─── Supplied data
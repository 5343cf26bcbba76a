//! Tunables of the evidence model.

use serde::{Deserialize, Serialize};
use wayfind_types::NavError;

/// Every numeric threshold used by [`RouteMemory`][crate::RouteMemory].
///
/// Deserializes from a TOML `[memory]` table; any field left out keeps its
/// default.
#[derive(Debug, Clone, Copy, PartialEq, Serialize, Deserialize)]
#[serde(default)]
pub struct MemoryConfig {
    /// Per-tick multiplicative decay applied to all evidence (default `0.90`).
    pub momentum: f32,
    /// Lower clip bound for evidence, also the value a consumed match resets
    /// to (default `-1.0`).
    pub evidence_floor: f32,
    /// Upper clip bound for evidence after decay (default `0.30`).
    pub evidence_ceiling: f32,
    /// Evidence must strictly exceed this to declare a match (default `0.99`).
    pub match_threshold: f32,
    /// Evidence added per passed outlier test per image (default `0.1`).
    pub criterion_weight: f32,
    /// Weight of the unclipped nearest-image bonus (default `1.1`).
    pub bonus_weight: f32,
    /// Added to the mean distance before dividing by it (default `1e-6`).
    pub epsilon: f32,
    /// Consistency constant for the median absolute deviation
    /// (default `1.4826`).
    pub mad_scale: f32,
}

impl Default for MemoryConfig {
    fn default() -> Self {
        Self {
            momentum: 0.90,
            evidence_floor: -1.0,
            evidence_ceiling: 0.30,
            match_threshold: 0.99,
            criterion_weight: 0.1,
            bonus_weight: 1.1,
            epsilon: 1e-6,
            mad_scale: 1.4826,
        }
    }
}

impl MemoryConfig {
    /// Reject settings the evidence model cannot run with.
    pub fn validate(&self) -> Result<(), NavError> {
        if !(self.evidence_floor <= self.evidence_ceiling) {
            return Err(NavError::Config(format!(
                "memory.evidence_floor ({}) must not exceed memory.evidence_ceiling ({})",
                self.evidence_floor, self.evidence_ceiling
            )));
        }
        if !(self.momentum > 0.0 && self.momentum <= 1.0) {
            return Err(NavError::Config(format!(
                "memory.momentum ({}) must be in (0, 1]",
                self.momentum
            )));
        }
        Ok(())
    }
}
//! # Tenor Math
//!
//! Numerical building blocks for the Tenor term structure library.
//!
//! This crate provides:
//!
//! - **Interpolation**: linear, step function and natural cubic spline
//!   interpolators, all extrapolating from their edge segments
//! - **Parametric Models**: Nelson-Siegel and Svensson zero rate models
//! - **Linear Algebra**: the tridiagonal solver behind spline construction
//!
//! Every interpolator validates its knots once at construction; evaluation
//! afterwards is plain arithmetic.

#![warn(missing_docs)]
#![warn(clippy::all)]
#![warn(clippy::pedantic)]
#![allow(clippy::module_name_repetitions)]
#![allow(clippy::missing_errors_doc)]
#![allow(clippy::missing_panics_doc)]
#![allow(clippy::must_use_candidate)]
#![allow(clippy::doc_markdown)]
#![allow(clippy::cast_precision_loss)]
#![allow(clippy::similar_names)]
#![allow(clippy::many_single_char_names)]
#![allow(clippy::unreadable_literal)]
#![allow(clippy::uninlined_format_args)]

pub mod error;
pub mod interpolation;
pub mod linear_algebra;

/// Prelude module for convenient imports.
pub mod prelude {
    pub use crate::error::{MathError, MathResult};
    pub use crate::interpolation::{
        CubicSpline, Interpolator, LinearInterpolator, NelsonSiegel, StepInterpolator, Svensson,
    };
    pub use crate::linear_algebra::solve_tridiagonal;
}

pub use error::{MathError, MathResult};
──────
─── Supplied data
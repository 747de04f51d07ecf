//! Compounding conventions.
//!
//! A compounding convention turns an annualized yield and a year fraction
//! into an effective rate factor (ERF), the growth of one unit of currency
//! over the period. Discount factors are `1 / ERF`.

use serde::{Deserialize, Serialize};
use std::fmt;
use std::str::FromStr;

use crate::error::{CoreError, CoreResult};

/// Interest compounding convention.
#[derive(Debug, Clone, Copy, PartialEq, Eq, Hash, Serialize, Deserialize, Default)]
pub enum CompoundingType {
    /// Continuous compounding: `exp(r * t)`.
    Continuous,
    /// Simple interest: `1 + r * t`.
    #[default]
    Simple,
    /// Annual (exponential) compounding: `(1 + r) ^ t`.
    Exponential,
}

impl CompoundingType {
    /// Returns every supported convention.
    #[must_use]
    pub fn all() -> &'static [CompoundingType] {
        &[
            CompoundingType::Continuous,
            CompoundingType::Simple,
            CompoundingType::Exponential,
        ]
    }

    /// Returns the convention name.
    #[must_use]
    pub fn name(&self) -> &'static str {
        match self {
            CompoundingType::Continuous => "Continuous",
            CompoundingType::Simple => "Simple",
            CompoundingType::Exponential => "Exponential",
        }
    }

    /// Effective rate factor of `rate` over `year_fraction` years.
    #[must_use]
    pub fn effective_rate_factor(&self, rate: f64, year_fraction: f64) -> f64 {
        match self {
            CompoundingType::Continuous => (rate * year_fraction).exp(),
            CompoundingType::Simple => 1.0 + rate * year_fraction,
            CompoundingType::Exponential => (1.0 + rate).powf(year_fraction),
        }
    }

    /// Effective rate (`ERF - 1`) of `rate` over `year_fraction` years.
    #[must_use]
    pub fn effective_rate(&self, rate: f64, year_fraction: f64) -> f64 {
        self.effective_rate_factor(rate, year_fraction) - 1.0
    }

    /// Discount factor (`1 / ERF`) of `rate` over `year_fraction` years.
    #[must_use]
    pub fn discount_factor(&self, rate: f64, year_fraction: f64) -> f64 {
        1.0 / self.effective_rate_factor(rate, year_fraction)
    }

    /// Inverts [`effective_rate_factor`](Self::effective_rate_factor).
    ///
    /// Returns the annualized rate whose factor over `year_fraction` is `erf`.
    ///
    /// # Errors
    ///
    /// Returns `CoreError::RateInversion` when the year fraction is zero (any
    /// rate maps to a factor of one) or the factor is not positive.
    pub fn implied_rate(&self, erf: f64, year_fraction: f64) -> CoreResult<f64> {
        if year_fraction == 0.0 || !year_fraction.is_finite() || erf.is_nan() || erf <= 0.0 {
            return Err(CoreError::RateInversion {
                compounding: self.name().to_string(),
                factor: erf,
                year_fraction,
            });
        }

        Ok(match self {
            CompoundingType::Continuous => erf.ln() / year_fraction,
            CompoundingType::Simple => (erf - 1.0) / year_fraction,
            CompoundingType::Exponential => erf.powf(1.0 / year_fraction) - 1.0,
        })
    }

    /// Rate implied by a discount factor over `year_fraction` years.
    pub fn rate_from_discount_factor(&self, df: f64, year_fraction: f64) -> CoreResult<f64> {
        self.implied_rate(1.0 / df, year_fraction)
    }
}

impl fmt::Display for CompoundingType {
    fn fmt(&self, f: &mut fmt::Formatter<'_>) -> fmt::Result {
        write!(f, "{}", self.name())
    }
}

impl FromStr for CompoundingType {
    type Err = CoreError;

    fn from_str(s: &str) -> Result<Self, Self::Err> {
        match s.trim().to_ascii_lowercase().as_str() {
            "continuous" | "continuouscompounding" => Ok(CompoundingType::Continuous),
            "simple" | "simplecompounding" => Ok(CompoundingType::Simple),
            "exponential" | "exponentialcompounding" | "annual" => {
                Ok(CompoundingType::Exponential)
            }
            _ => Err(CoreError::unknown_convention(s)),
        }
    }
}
──────
─── Supplied data
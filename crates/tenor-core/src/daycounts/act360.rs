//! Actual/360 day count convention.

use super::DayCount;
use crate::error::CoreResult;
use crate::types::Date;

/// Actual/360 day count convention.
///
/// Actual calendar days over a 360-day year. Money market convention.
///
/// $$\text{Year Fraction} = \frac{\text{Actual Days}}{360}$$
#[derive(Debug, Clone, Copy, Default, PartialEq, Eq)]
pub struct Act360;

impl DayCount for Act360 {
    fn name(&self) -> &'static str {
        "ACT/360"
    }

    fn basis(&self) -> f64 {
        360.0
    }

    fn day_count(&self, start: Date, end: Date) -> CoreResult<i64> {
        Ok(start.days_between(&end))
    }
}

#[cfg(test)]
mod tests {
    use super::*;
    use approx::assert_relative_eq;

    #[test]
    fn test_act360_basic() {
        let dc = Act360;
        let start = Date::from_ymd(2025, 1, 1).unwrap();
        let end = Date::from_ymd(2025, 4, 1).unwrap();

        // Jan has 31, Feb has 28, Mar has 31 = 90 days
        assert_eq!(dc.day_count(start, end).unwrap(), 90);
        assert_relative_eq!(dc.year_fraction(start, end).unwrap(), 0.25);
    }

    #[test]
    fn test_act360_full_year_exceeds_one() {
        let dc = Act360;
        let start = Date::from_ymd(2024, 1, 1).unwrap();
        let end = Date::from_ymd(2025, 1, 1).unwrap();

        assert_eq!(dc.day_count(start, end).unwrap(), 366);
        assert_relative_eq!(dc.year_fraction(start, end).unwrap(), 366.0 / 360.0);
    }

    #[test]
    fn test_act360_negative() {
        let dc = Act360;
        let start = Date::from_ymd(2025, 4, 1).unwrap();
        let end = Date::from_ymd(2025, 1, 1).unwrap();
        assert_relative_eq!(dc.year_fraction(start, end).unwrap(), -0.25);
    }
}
──────
Only the lines above from the line containing "CompoundingType::Exponential => erf.powf(1.0" through the line containing "impl fmt::Display for" should be retyped, exactly and with both ends included.

            CompoundingType::Exponential => erf.powf(1.0 / year_fraction) - 1.0,
        })
    }

    /// Rate implied by a discount factor over `year_fraction` years.
    pub fn rate_from_discount_factor(&self, df: f64, year_fraction: f64) -> CoreResult<f64> {
        self.implied_rate(1.0 / df, year_fraction)
    }
}

impl fmt::Display for CompoundingType {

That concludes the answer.